RECORDS FOR PROCESSING:

+ + + + + + +

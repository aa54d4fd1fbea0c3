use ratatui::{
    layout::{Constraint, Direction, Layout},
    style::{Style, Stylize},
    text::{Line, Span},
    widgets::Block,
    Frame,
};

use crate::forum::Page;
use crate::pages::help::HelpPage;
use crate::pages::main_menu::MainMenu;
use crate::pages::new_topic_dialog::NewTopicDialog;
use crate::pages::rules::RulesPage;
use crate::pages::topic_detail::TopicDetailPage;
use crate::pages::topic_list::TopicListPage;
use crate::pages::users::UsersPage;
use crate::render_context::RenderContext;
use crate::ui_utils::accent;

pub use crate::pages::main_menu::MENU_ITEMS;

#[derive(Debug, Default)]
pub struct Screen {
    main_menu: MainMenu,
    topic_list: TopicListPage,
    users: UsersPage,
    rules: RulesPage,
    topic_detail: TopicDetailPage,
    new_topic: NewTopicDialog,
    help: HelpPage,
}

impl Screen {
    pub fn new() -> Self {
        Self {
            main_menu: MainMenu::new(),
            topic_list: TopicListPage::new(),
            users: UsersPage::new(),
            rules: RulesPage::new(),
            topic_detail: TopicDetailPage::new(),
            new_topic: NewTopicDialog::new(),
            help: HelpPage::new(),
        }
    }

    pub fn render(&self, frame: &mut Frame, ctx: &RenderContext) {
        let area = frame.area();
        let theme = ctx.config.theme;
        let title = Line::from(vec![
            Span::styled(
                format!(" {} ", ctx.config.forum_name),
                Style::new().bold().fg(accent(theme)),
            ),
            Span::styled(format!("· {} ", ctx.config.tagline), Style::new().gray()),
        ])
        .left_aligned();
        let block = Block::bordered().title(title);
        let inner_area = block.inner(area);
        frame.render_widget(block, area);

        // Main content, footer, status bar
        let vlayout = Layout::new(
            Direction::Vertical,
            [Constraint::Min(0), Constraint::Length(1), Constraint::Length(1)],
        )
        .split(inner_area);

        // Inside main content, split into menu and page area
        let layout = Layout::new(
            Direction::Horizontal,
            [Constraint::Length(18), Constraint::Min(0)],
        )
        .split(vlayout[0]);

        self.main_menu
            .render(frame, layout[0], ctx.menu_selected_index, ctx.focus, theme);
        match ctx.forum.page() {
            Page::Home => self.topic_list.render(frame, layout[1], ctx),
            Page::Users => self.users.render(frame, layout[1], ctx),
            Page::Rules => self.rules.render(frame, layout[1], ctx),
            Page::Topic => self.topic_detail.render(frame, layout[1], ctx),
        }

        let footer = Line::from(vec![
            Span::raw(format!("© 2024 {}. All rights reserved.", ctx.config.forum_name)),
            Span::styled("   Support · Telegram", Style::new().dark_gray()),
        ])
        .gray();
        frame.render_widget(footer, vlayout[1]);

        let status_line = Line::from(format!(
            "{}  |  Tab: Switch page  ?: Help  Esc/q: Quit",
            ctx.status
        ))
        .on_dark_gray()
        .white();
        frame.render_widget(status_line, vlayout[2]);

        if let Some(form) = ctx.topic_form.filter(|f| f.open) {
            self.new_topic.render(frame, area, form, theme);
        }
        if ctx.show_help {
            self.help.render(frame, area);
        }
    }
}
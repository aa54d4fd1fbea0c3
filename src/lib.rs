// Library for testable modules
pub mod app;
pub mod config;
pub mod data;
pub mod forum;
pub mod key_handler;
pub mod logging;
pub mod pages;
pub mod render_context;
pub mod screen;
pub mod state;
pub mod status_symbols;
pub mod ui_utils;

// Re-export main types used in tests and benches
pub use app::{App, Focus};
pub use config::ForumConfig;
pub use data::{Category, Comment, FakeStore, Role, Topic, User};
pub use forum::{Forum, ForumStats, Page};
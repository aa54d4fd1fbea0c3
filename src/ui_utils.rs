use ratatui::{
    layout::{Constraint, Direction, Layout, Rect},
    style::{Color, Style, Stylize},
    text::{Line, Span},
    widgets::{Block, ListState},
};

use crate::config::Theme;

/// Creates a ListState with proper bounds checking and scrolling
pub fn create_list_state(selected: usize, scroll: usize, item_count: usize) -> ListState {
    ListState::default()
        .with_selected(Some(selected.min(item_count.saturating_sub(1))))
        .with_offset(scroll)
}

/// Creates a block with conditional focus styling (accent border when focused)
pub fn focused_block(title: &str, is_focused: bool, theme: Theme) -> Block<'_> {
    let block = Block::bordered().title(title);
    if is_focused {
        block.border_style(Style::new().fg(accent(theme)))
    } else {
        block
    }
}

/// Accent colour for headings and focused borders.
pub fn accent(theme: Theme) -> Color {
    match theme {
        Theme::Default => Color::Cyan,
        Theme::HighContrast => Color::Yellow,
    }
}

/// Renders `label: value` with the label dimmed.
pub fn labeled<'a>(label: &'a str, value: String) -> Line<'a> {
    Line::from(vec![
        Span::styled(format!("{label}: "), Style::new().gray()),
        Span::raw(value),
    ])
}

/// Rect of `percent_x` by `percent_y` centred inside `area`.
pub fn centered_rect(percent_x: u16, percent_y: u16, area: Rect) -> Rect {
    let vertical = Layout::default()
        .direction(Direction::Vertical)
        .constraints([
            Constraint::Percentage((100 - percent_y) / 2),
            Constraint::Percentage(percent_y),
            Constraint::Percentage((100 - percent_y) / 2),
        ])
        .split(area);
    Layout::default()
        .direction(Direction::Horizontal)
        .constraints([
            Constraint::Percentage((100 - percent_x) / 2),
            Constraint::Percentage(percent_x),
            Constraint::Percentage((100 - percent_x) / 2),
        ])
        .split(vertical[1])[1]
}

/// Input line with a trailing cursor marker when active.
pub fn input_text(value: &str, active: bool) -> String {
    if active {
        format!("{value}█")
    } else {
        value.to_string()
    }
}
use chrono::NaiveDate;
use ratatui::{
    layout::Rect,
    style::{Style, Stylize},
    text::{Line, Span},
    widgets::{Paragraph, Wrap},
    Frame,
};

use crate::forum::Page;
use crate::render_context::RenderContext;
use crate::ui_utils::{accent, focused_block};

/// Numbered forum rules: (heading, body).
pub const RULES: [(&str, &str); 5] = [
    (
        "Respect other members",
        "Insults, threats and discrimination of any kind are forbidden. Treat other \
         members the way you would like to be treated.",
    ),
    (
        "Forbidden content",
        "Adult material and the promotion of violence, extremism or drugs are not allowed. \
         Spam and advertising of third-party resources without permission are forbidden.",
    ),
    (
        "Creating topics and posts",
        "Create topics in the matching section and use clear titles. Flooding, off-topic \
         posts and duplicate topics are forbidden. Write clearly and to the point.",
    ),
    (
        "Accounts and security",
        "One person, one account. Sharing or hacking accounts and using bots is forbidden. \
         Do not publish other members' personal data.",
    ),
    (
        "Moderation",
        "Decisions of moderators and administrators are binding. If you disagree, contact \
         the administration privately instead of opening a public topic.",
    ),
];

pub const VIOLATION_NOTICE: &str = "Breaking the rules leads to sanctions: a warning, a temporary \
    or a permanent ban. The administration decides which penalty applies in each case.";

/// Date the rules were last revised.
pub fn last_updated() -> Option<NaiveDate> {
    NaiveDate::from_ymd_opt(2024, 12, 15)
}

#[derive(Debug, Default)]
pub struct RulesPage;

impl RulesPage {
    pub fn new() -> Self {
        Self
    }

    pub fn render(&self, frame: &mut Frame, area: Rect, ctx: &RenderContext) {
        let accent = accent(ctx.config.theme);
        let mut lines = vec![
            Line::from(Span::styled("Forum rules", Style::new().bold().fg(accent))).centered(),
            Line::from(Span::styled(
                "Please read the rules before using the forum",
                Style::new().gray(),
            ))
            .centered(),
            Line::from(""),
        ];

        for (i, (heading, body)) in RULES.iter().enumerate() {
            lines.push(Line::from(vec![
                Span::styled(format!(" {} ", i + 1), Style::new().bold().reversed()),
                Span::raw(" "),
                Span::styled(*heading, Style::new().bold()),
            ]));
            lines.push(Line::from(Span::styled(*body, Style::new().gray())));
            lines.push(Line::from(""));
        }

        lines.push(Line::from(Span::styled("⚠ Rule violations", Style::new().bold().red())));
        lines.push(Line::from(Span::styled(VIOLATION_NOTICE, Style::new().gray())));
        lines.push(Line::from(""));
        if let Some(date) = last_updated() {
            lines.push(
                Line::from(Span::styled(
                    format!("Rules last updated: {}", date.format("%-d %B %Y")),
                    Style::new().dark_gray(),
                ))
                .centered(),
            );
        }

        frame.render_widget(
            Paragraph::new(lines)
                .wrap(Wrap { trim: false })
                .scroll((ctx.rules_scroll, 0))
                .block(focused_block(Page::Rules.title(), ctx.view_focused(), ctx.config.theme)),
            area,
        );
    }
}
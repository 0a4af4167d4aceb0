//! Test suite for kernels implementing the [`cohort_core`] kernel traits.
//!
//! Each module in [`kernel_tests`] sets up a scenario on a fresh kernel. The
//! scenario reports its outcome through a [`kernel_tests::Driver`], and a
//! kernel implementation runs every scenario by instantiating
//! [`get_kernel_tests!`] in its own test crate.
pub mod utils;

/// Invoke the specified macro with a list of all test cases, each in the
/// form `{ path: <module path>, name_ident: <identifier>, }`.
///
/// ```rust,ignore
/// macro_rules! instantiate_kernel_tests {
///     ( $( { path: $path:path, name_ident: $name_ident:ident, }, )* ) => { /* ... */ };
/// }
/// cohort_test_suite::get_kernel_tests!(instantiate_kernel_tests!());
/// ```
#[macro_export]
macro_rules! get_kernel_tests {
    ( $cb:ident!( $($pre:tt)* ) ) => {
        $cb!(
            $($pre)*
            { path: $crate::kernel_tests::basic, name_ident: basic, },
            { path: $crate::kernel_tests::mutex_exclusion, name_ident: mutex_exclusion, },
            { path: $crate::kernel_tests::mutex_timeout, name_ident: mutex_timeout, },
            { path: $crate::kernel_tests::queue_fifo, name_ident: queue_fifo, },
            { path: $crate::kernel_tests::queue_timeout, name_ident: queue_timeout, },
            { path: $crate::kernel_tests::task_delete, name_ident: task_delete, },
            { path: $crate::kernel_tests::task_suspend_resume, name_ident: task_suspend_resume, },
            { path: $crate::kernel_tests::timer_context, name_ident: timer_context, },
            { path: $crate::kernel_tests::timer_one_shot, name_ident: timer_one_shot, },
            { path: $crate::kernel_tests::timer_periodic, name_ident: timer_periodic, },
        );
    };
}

+ + + + + + +

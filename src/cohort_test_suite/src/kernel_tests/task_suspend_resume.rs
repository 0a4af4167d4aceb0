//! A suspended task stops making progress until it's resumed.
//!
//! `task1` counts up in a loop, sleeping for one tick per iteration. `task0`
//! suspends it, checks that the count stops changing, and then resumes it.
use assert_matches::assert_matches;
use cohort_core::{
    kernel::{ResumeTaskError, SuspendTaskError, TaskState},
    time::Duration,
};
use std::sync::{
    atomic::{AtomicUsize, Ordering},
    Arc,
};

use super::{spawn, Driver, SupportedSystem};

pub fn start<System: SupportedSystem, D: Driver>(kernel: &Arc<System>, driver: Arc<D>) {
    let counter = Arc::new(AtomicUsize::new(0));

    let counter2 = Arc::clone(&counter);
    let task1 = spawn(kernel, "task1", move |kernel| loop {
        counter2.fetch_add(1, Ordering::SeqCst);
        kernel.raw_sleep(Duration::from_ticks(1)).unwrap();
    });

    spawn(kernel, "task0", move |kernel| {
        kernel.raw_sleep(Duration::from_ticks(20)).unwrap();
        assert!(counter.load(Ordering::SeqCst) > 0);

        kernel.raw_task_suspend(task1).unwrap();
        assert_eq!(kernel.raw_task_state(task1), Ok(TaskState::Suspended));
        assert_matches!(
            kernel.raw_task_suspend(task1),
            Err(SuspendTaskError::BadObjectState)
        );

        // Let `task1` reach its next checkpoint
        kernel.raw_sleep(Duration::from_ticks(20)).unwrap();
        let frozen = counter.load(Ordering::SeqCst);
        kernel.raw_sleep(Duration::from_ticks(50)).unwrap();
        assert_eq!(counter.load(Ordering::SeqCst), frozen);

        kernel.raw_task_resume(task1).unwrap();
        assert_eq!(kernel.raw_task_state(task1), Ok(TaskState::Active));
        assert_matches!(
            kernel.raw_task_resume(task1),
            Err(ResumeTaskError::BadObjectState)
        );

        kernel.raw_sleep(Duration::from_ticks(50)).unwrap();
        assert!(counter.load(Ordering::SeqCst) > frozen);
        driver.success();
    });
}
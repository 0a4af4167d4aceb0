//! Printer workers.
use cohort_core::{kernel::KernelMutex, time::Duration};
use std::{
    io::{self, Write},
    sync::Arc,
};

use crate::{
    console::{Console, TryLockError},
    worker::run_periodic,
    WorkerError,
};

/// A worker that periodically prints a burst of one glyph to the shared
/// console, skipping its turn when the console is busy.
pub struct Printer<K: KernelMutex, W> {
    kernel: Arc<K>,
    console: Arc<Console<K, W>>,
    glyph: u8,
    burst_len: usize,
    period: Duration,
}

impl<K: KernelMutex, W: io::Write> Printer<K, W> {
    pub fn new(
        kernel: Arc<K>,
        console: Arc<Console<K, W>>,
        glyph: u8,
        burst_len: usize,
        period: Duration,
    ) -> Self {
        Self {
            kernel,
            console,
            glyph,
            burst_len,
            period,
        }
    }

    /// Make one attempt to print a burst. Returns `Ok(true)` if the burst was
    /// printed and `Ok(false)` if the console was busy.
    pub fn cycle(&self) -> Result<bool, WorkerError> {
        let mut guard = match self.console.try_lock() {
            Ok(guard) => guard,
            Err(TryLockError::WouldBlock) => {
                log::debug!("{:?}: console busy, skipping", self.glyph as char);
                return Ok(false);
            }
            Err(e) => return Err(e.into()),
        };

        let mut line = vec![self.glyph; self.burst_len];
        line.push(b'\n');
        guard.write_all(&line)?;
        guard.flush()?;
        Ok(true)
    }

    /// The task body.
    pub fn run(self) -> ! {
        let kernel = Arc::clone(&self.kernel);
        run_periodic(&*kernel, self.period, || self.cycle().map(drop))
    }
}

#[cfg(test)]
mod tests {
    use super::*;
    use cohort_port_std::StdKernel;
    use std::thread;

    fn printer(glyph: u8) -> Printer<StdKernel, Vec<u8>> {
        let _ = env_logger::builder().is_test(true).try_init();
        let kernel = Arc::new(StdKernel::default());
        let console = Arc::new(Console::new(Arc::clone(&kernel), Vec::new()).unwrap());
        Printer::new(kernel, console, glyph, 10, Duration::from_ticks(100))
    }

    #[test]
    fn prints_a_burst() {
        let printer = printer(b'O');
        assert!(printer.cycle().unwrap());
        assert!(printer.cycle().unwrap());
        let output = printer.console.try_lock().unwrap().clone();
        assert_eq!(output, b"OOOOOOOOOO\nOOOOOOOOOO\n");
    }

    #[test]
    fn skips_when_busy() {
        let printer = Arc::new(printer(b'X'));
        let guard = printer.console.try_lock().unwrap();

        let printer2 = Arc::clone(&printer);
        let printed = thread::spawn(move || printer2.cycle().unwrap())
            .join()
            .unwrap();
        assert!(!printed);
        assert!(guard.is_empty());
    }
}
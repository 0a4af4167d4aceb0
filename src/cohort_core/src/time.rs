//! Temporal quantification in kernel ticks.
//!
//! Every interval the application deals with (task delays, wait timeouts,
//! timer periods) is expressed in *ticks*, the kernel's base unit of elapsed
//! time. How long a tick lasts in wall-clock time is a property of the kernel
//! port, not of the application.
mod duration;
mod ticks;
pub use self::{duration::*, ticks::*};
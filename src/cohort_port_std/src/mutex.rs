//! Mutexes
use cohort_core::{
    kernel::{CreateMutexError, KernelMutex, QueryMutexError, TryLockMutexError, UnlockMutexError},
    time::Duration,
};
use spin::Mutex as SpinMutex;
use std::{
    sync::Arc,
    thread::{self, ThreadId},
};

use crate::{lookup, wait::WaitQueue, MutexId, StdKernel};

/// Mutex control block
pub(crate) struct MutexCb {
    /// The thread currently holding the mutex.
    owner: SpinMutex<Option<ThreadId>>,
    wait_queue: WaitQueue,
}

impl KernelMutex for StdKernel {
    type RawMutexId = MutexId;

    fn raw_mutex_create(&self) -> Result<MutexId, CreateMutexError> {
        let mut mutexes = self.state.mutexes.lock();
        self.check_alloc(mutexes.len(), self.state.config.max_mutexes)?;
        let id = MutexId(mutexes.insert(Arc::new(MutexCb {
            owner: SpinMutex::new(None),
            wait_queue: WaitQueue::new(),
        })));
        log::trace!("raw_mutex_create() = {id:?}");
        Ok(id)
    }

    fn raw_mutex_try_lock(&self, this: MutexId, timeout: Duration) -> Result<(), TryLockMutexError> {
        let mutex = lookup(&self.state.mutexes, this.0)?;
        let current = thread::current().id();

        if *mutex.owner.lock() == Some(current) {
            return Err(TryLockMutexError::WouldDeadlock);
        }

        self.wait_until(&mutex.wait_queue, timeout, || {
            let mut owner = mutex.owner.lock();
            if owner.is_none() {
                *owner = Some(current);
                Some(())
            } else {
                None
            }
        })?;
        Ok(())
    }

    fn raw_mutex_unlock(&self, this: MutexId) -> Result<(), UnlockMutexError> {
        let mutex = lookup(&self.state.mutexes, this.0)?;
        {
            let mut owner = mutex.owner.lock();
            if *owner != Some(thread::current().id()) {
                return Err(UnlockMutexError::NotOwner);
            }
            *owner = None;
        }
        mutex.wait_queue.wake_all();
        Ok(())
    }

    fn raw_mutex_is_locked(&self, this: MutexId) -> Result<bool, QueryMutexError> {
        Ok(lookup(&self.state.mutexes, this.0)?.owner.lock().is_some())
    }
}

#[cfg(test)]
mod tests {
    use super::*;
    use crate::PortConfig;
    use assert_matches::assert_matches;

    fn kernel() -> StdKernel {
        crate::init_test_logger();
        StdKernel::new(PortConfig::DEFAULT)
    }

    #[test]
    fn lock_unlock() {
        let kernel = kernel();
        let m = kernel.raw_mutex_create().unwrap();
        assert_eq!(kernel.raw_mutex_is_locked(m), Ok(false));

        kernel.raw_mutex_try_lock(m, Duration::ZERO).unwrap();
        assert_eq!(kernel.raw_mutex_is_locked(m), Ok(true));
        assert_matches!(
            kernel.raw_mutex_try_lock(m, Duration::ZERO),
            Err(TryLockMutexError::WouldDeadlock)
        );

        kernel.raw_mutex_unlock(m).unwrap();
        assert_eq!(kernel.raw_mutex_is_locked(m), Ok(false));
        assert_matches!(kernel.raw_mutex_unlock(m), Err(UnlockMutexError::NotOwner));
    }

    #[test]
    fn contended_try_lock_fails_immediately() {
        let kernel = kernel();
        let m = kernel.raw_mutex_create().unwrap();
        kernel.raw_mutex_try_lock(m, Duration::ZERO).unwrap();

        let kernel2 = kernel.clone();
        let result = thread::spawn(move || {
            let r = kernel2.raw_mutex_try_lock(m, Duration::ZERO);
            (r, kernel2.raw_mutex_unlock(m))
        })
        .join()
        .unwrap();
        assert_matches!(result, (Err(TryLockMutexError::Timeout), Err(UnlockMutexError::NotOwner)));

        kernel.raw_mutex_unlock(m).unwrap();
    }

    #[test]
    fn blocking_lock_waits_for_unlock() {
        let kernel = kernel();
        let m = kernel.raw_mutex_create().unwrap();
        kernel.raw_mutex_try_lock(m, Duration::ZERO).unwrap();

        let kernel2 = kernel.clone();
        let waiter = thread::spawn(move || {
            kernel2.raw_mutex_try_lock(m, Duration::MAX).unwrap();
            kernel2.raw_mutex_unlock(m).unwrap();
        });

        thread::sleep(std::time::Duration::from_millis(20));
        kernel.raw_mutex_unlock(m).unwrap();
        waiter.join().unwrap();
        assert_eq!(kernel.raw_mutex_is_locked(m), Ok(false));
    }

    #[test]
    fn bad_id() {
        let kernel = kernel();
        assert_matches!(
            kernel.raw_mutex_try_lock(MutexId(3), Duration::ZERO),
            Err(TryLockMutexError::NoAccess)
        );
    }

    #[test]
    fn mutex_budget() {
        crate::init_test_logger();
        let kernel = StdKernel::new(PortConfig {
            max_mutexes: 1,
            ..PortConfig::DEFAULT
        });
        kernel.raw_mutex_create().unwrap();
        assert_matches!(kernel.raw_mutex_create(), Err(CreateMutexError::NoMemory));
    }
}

+ + + + + + +

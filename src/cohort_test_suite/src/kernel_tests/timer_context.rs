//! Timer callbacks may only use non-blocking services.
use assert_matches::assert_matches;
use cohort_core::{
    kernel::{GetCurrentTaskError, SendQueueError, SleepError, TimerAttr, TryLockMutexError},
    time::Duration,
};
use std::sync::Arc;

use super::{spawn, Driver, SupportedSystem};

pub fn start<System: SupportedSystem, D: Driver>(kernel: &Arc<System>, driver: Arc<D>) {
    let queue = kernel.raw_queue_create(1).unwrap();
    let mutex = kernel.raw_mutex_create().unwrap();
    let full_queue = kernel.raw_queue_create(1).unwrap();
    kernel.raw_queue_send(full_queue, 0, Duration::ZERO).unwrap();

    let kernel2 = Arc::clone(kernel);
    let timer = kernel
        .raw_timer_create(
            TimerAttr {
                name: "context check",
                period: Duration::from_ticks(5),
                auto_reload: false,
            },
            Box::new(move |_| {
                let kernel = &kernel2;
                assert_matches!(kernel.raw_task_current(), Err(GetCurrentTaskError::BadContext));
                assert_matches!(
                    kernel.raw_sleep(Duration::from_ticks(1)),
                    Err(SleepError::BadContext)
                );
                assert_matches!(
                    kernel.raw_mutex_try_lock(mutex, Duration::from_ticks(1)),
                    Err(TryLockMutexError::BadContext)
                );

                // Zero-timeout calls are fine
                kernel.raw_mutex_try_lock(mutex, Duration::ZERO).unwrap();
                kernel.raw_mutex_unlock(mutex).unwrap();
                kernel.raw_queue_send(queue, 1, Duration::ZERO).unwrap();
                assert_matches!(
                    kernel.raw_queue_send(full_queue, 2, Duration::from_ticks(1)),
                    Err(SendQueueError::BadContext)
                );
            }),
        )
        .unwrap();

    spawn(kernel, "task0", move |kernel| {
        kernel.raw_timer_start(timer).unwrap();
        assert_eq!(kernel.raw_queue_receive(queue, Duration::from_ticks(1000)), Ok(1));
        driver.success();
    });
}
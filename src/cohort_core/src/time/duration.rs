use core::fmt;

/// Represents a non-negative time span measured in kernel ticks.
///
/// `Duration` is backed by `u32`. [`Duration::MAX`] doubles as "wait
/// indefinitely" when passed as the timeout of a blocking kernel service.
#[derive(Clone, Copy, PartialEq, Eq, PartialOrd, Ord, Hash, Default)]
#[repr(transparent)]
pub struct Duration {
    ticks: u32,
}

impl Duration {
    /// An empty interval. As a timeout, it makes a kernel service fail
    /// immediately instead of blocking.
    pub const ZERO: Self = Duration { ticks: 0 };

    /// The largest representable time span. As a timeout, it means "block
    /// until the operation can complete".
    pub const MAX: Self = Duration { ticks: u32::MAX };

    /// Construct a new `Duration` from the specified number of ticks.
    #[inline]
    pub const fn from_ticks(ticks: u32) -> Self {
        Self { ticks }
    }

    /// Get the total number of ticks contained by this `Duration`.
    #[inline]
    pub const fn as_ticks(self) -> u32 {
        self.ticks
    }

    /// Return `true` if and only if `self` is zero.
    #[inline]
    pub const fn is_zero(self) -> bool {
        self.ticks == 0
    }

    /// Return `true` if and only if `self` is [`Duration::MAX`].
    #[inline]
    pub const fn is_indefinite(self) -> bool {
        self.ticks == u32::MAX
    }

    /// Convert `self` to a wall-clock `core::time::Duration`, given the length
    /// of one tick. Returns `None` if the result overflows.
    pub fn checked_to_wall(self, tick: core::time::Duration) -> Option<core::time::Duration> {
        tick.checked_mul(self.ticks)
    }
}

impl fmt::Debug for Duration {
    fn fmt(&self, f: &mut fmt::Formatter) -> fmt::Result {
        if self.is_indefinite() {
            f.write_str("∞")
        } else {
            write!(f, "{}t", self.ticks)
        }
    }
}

+ + + + + + +

EXERCISE: Search the entries for "TryLockMutexError" and copy each matching line.

OUTPUT:
    kernel::{CreateMutexError, KernelMutex, QueryMutexError, TryLockMutexError, UnlockMutexError},
    fn raw_mutex_try_lock(&self, this: MutexId, timeout: Duration) -> Result<(), TryLockMutexError> {
            return Err(TryLockMutexError::WouldDeadlock);
            Err(TryLockMutexError::WouldDeadlock)
        assert_matches!(result, (Err(TryLockMutexError::Timeout), Err(UnlockMutexError::NotOwner)));
            Err(TryLockMutexError::NoAccess)
    kernel::{GetCurrentTaskError, SendQueueError, SleepError, TimerAttr, TryLockMutexError},
                    Err(TryLockMutexError::BadContext)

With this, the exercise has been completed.